寝転がったにも関わらず、手櫛さえも通していないらしい、寝癖のついた髪。
とりあえず気ばかり焦って、追いかけようとはしたものの、玄関先で鉢合わせてしまってどうしようと思っているという所だろう。
すぐさま謝ってしまうには、素直さだとかが足りなくて。それでも自分が悪い事は解っていて。謝らなきゃと思っていて。

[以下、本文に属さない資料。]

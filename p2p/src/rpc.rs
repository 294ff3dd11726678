//! A small request/response protocol over any duplex stream.
//!
//! Frames are length-delimited and carry JSON envelopes. A request names a service and a method; the server looks the
//! service up in its [`DispatchTable`] and answers with a response carrying the same sequence number, so one connection
//! can carry many calls at once.
//!
//! - [`RpcClient`]: the calling side. A driver task owns the connection and matches responses to callers.
//! - [`serve_connection`]: the serving side. Requests are handled concurrently and answered through one writer.

use crate::errors::{CallError, DispatchRegistrationError, RemoteServerError};
use async_trait::async_trait;
use bytes::Bytes;
use futures::channel::{mpsc, oneshot};
use futures::stream::FuturesUnordered;
use futures::{SinkExt, StreamExt};
use log::*;
use serde::{Deserialize, Serialize};
use serde_json::Value;
use std::collections::HashMap;
use std::sync::atomic::{AtomicBool, AtomicUsize, Ordering};
use std::sync::Arc;
use tokio::io::{AsyncRead, AsyncWrite};
use tokio_util::codec::{Framed, LengthDelimitedCodec};
use tokio_util::sync::CancellationToken;

pub const MAX_FRAME_LENGTH: usize = 16 * 1024 * 1024;

#[derive(Debug, Clone, PartialEq, Serialize, Deserialize)]
pub struct RpcRequest {
    pub seq: u64,
    pub service: String,
    pub method: String,
    pub body: Value,
}

#[derive(Debug, Clone, PartialEq, Serialize, Deserialize)]
pub struct RpcResponse {
    pub seq: u64,
    pub result: Result<Value, RemoteServerError>,
}

/// A named surface that can be called over a connection.
#[async_trait]
pub trait Service: Send + Sync + 'static {
    async fn call(&self, method: &str, body: Value) -> Result<Value, RemoteServerError>;
}

/// Maps short service names to their implementations.
#[derive(Default, Clone)]
pub struct DispatchTable {
    services: HashMap<String, Arc<dyn Service>>,
}

impl DispatchTable {
    pub fn new() -> Self {
        Self::default()
    }

    pub fn register<S: Service>(&mut self, name: &str, service: S) -> Result<(), DispatchRegistrationError> {
        if name.is_empty() {
            return Err(DispatchRegistrationError::EmptyName);
        }
        if self.services.contains_key(name) {
            return Err(DispatchRegistrationError::Duplicate(name.to_string()));
        }
        self.services.insert(name.to_string(), Arc::new(service));
        Ok(())
    }

    pub fn names(&self) -> impl Iterator<Item = &str> {
        self.services.keys().map(String::as_str)
    }

    pub async fn dispatch(&self, request: RpcRequest) -> RpcResponse {
        let RpcRequest { seq, service, method, body } = request;
        let result = match self.services.get(&service) {
            Some(svc) => svc.call(&method, body).await,
            None => Err(RemoteServerError::UnknownService(service)),
        };
        RpcResponse { seq, result }
    }
}

pub fn framed<S: AsyncRead + AsyncWrite>(stream: S) -> Framed<S, LengthDelimitedCodec> {
    Framed::new(stream, LengthDelimitedCodec::builder().max_frame_length(MAX_FRAME_LENGTH).new_codec())
}

fn encode<T: Serialize>(msg: &T) -> Result<Bytes, serde_json::Error> {
    serde_json::to_vec(msg).map(Bytes::from)
}

/// Serves RPC calls on one connection until the peer hangs up, the stream fails (idle timeout included), or `shutdown`
/// fires. Errors are logged here and never propagate beyond this connection.
pub async fn serve_connection<S>(stream: S, dispatch: Arc<DispatchTable>, shutdown: CancellationToken)
where
    S: AsyncRead + AsyncWrite + Send + Unpin,
{
    let (mut sink, mut frames) = framed(stream).split();
    let mut in_flight = FuturesUnordered::new();
    loop {
        tokio::select! {
            _ = shutdown.cancelled() => break,
            Some(response) = in_flight.next(), if !in_flight.is_empty() => {
                let response: RpcResponse = response;
                let bytes = match encode(&response) {
                    Ok(bytes) => bytes,
                    Err(err) => {
                        error!("Could not encode response {}: {err}", response.seq);
                        continue;
                    }
                };
                if let Err(err) = sink.send(bytes).await {
                    debug!("Could not write response: {err}");
                    break;
                }
            }
            frame = frames.next() => match frame {
                Some(Ok(bytes)) => match serde_json::from_slice::<RpcRequest>(&bytes) {
                    Ok(request) => {
                        trace!("rpc: {}.{} (seq {})", request.service, request.method, request.seq);
                        let dispatch = Arc::clone(&dispatch);
                        in_flight.push(async move { dispatch.dispatch(request).await });
                    }
                    Err(err) => {
                        warn!("Dropping connection after a malformed request frame: {err}");
                        break;
                    }
                },
                Some(Err(err)) => {
                    debug!("Connection ended: {err}");
                    break;
                }
                None => {
                    trace!("Connection closed by peer");
                    break;
                }
            }
        }
    }
}

type Responder = oneshot::Sender<Result<Value, CallError>>;

struct Call {
    service: String,
    method: String,
    body: Value,
    responder: Responder,
}

/// The calling side of a connection. Cheap to clone; all clones share the one connection.
#[derive(Clone)]
pub struct RpcClient {
    sender: mpsc::Sender<Call>,
    closed: Arc<AtomicBool>,
    pending: Arc<AtomicUsize>,
    shutdown: CancellationToken,
}

impl RpcClient {
    /// Takes ownership of `stream` and spawns the driver task that runs it.
    pub fn new<S>(stream: S) -> Self
    where
        S: AsyncRead + AsyncWrite + Send + Unpin + 'static,
    {
        let (sender, receiver) = mpsc::channel(32);
        let closed = Arc::new(AtomicBool::new(false));
        let shutdown = CancellationToken::new();
        let pending = Arc::new(AtomicUsize::new(0));
        let driver = ClientDriver { next_seq: 1, pending: HashMap::new(), waiting: Arc::clone(&pending) };
        let flag = Arc::clone(&closed);
        let token = shutdown.clone();
        tokio::spawn(async move {
            driver.run(framed(stream), receiver, token).await;
            flag.store(true, Ordering::SeqCst);
        });
        Self { sender, closed, pending, shutdown }
    }

    /// Call `service.method` on the remote. `cancel` abandons the wait; the connection stays usable.
    pub async fn call(
        &self,
        cancel: &CancellationToken,
        service: &str,
        method: &str,
        body: Value,
    ) -> Result<Value, CallError> {
        if self.is_closed() {
            return Err(CallError::ConnectionClosed);
        }
        let (responder, receiver) = oneshot::channel();
        let call = Call { service: service.into(), method: method.into(), body, responder };
        let exchange = async {
            self.sender.clone().send(call).await.map_err(|_| CallError::ConnectionClosed)?;
            receiver.await.map_err(|_| CallError::ConnectionClosed)?
        };
        tokio::select! {
            biased;
            _ = cancel.cancelled() => Err(CallError::Cancelled),
            result = exchange => result,
        }
    }

    /// Typed convenience wrapper around [`RpcClient::call`].
    pub async fn call_typed<Req, Resp>(
        &self,
        cancel: &CancellationToken,
        service: &str,
        method: &str,
        request: &Req,
    ) -> Result<Resp, CallError>
    where
        Req: Serialize,
        Resp: for<'de> Deserialize<'de>,
    {
        let body = serde_json::to_value(request)?;
        let value = self.call(cancel, service, method, body).await?;
        Ok(serde_json::from_value(value)?)
    }

    pub fn is_closed(&self) -> bool {
        self.closed.load(Ordering::SeqCst) || self.shutdown.is_cancelled()
    }

    /// Calls sent on the connection whose caller is still waiting for the response.
    pub fn pending_calls(&self) -> usize {
        self.pending.load(Ordering::SeqCst)
    }

    /// Closes the connection. Calls still waiting fail with [`CallError::ConnectionClosed`].
    pub fn close(&self) {
        self.shutdown.cancel();
    }
}

struct ClientDriver {
    next_seq: u64,
    pending: HashMap<u64, Responder>,
    waiting: Arc<AtomicUsize>,
}

impl ClientDriver {
    async fn run<S>(
        mut self,
        conn: Framed<S, LengthDelimitedCodec>,
        mut calls: mpsc::Receiver<Call>,
        shutdown: CancellationToken,
    ) where
        S: AsyncRead + AsyncWrite + Unpin,
    {
        let (mut sink, mut frames) = conn.split();
        loop {
            // Callers that gave up no longer need their slot. A late response for one is dropped.
            self.pending.retain(|_, responder| !responder.is_canceled());
            self.waiting.store(self.pending.len(), Ordering::SeqCst);
            tokio::select! {
                _ = shutdown.cancelled() => break,
                call = calls.next() => {
                    let Some(call) = call else { break };
                    let seq = self.next_seq;
                    self.next_seq += 1;
                    let request = RpcRequest { seq, service: call.service, method: call.method, body: call.body };
                    let bytes = match encode(&request) {
                        Ok(bytes) => bytes,
                        Err(err) => {
                            let _ = call.responder.send(Err(err.into()));
                            continue;
                        }
                    };
                    if let Err(err) = sink.send(bytes).await {
                        let _ = call.responder.send(Err(err.into()));
                        break;
                    }
                    self.pending.insert(seq, call.responder);
                }
                frame = frames.next() => match frame {
                    Some(Ok(bytes)) => match serde_json::from_slice::<RpcResponse>(&bytes) {
                        Ok(response) => match self.pending.remove(&response.seq) {
                            Some(responder) => {
                                let _ = responder.send(response.result.map_err(CallError::Remote));
                            }
                            None => trace!("Dropping the response to abandoned call {}", response.seq),
                        },
                        Err(err) => {
                            warn!("Malformed response frame, closing connection: {err}");
                            break;
                        }
                    },
                    Some(Err(err)) => {
                        debug!("Client connection failed: {err}");
                        break;
                    }
                    None => {
                        trace!("Client connection closed by peer");
                        break;
                    }
                }
            }
        }
        let _ = sink.close().await;
        // Dropping the responders wakes every waiting caller with `ConnectionClosed`.
        self.pending.clear();
        self.waiting.store(0, Ordering::SeqCst);
    }
}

それでも何て言えばいいのか解らなくてどうしようと思っている。
そんな事が全くもってありありと解る表情。
なんか、もう。
固まったまま、ザックスを見上げているクラウドに。
昔だったら、気にはなってはいても、追いかける事さえしなかったであろうクラウドの
世界で一番苦手であろう謝罪の言葉を言いたくて、そのために、身嗜みだの、体裁だのに構っていられなかったであろうクラウドの
そして、普段クールビューティーだの言われているクラウドの
そんな焦った顔見せられて。
そんな動揺した顔見せられて。
なんだかもうすっかり溜飲が下がってしまった。
ザックスの小さな反逆に、クラウドは小さく俯いて。
そして。
「…ごめん…。」
それだけで、もう。
なんか、解った気がする。
そう、解ってしまった。
悟ってしまった。
どれだけ冷たく突き放されても、どれだけ邪険に扱われても、どれだけ理不尽な事を言われても、
それでも、こんな風にここに戻ってきてしまうのは。
ふと口元に浮かぶ笑み。
気付いてしまうと、どうしようもなくおかしくて。
「何だよ…」
照れ臭いのか少しぶっきらぼうな口調ののクラウドに、一言。
「好きだよ。」
と。
途端首筋まで真っ赤になるクラウドに
思わず笑ってしまった。
『好きだよ』
ただ、それだけの事なのだ。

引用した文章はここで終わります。